His music speaks for him, and what it reveals is a personality that is both hopelessly romantic and incurably cynical. Costello's songs, which snap and sting with barely contained hostility, picture an eternal idealist bent on revenge against the violators of those ideals.
There is also a strain of masochism in the lyrics, a sense that Costello will take the pain if there is a chance for requited affection; "I don't want to be your lover / I just want to be your victim," he sings in "The Beat."
On record, Costello is irresistible; in person, he simply can't be contained. Friday he leaned into the microphone as though fatally attracted to it, a helpless piece of metal fighting a magnet. His face took on bitter shadows in songs like "Clowntime is Over," which he sang in a slowed-down, snarling syncopation: "Everybody's hiding under covers / Who's making lover's lane / Safe again for lovers?" he sang, biting off each syllable. If there was an answer to his musical question, it wasn't the vengeance-bent Elvis, who is more interested in creating danger than eliminating it.

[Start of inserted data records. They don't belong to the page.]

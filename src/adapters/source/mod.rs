//! SIMRS visit source abstraction
//!
//! Hospital information systems differ per deployment; each supported
//! schema variant is a polymorphic implementation of one [`VisitSource`]
//! capability, selected at startup by configuration.

pub mod khanza;
pub mod medifirst;
pub(crate) mod rows;

pub use khanza::KhanzaVisitSource;
pub use medifirst::MedifirstVisitSource;

use crate::config::SimrsConfig;
use crate::domain::{
    Diagnosis, GarudaError, MedicationDispense, MedicationRequest, ObservationLab,
    ObservationRadiology, Procedure, Result, SourceError, Visit,
};
use async_trait::async_trait;
use chrono::NaiveDateTime;
use secrecy::ExposeSecret;
use sqlx::mysql::{MySqlConnectOptions, MySqlPoolOptions};
use sqlx::MySqlPool;
use std::sync::Arc;

/// Read-only query capability over one hospital database.
#[async_trait]
pub trait VisitSource: Send + Sync {
    /// Closed visits whose period start falls inside the window.
    async fn fetch_visits_between(
        &self,
        start: NaiveDateTime,
        end: NaiveDateTime,
    ) -> Result<Vec<Visit>, SourceError>;

    async fn fetch_diagnosis(&self, visit_id: &str) -> Result<Vec<Diagnosis>, SourceError>;

    async fn fetch_lab(&self, visit_id: &str) -> Result<Vec<ObservationLab>, SourceError>;

    async fn fetch_radiology(
        &self,
        visit_id: &str,
    ) -> Result<Vec<ObservationRadiology>, SourceError>;

    async fn fetch_medication_request(
        &self,
        visit_id: &str,
    ) -> Result<Vec<MedicationRequest>, SourceError>;

    async fn fetch_medication_dispense(
        &self,
        visit_id: &str,
    ) -> Result<Vec<MedicationDispense>, SourceError>;

    async fn fetch_procedure(&self, visit_id: &str) -> Result<Vec<Procedure>, SourceError>;
}

/// Create the configured schema-variant implementation.
///
/// # Errors
///
/// Returns an error if the vendor is not supported or the hospital
/// database cannot be reached.
pub async fn create_visit_source(config: &SimrsConfig) -> Result<Arc<dyn VisitSource>> {
    let vendor = config.vendor.to_lowercase();
    let pool = mysql_pool(config).await?;

    let source: Arc<dyn VisitSource> = match vendor.as_str() {
        "khanza" => Arc::new(KhanzaVisitSource::new(pool)),
        "medifirst" => Arc::new(MedifirstVisitSource::new(pool)),
        _ => {
            return Err(GarudaError::Configuration(format!(
                "Unsupported SIMRS vendor: {vendor}. Supported vendors: khanza, medifirst"
            )))
        }
    };

    Ok(source)
}

async fn mysql_pool(config: &SimrsConfig) -> Result<MySqlPool, SourceError> {
    let options = MySqlConnectOptions::new()
        .host(&config.host)
        .port(config.port)
        .username(&config.username)
        .password(config.password.expose_secret().as_str())
        .database(&config.database);

    MySqlPoolOptions::new()
        .max_connections(config.max_connections)
        .connect_with(options)
        .await
        .map_err(|e| SourceError::ConnectionFailed(e.to_string()))
}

He offered a brief paean to his namesake, introducing "Little Sister" by noting that he was about to sing a tune "by a young singer from Tupelo, Miss." But, where Elvis Presley's version of the song was a plea, Costello's rendition was a threat.
The rest of the songs spanned Costello's brief career, running from "Alison" from his first album, through "Big Cheese" from his most recent, Taking Liberties. He touched on the liveliest and most scathing tunes from in between, including "Hand in Hand," "Radio Radio," "You Belong to Me" and the encores of "Watching the Detectives," "I Can't Stand Up For Falling Down" and "Pump It Up."

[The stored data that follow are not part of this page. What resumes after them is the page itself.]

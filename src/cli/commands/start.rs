//! Start command - wires dependencies and runs the scheduler

use crate::adapters::registry::RegistryClient;
use crate::adapters::source::create_visit_source;
use crate::adapters::store::{SqliteVisitStore, VisitStore};
use crate::config::load_config;
use crate::core::{BundleAssembler, FetchJob, FillJob, MarkCompleteJob, PublishJob, Scheduler};
use clap::Args;
use std::sync::Arc;
use std::time::Duration;
use tokio::sync::watch;

/// Arguments for the start command
#[derive(Args, Debug)]
pub struct StartArgs {}

impl StartArgs {
    /// Build every dependency from configuration and drive the scheduler
    /// until the shutdown signal fires.
    ///
    /// Any failure here is a startup failure and aborts the process;
    /// per-visit failures later on only ever surface through logs and the
    /// persisted status columns.
    pub async fn execute(
        &self,
        config_path: &str,
        shutdown: watch::Receiver<bool>,
    ) -> anyhow::Result<i32> {
        let config = load_config(config_path)?;

        tracing::info!(config = config_path, "initializing worker");

        let store: Arc<dyn VisitStore> =
            Arc::new(SqliteVisitStore::open(&config.store.path).await?);
        let source = create_visit_source(&config.simrs).await?;
        let registry = Arc::new(RegistryClient::new(&config.registry)?);

        let toggles = config.mapping.toggles();
        let assembler = BundleAssembler::new(
            config.registry.organization_id.clone(),
            config.registry.convert_to_utc,
        );

        let mut scheduler = Scheduler::new(config.jobs.max_concurrent);

        if config.jobs.fetch_enabled {
            scheduler.register(
                "fetch-visit",
                Duration::from_secs(config.jobs.fetch_interval_secs),
                true,
                Arc::new(FetchJob::new(
                    source.clone(),
                    store.clone(),
                    config.mapping.last_visit_days,
                )),
            );
        } else {
            tracing::info!("fetch-visit task disabled");
        }

        if config.jobs.fill_enabled {
            scheduler.register(
                "fill-visit",
                Duration::from_secs(config.jobs.fill_interval_secs),
                true,
                Arc::new(FillJob::new(source.clone(), store.clone(), toggles)),
            );
        } else {
            tracing::info!("fill-visit task disabled");
        }

        if config.jobs.mark_complete_enabled {
            scheduler.register(
                "mark-complete",
                Duration::from_secs(config.jobs.mark_complete_interval_secs),
                true,
                Arc::new(MarkCompleteJob::new(
                    store.clone(),
                    config.mapping.mark_complete_days,
                    toggles,
                )),
            );
        } else {
            tracing::info!("mark-complete task disabled");
        }

        if config.jobs.publish_enabled {
            scheduler.register(
                "publish",
                Duration::from_secs(config.jobs.publish_interval_secs),
                false,
                Arc::new(PublishJob::new(
                    store.clone(),
                    registry,
                    assembler,
                    config.publish.simulation_mode,
                    config.publish.simulation_dir.clone(),
                    Duration::from_secs(config.publish.send_delay_secs),
                    config.publish.republish_published,
                )),
            );
        } else {
            tracing::info!("publish task disabled");
        }

        if scheduler.task_count() == 0 {
            tracing::warn!("all tasks are disabled; nothing to schedule");
            return Ok(0);
        }

        tracing::info!("starting scheduler");
        scheduler.run(shutdown).await;
        tracing::info!("worker stopped");

        Ok(0)
    }
}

Costello varied the pace, however, alternating between buzzsaw rock and pleading ballads. He even delved into country-western, singing heartfelt versions of "(I've Got the Picture) He's Got You" and Tammy Wynette's "Too Far Gone." He further tipped his hat to other artists by interpolating a verse of Stevie Wonder's "Master Blaster (Jammin')" into the reggae of "Watching the Detectives."
Propulsive, compulsive, explosive: Each equally describes Costello's music. It was played Friday with lockstep precision by The Attractions, led by indefatigable drummer Pete Travis and keyboard jack-in-the-box Steve Naive. Naive in particular adds texture to Costello's songs, whether he's rippling through surprisingly authentic country-western stylings or pounding out ripe, shrieking chords on his Farfisa. Travis plays brittle, brash drums, creating a variety of complex, impulsive rhythm patterns that never duplicate themselves.
"Some things you never get used to," Costello sang in "High Fidelity" and he was right. His music cannot be taken for granted or ignored. Costello remains one of the most vital and invigorating artists in rock today, challenging convention and defying the odds to render rock 'n' roll as something new and exciting. His concert Friday was a testament to his stature as one of rock's most alarmingly energetic performers.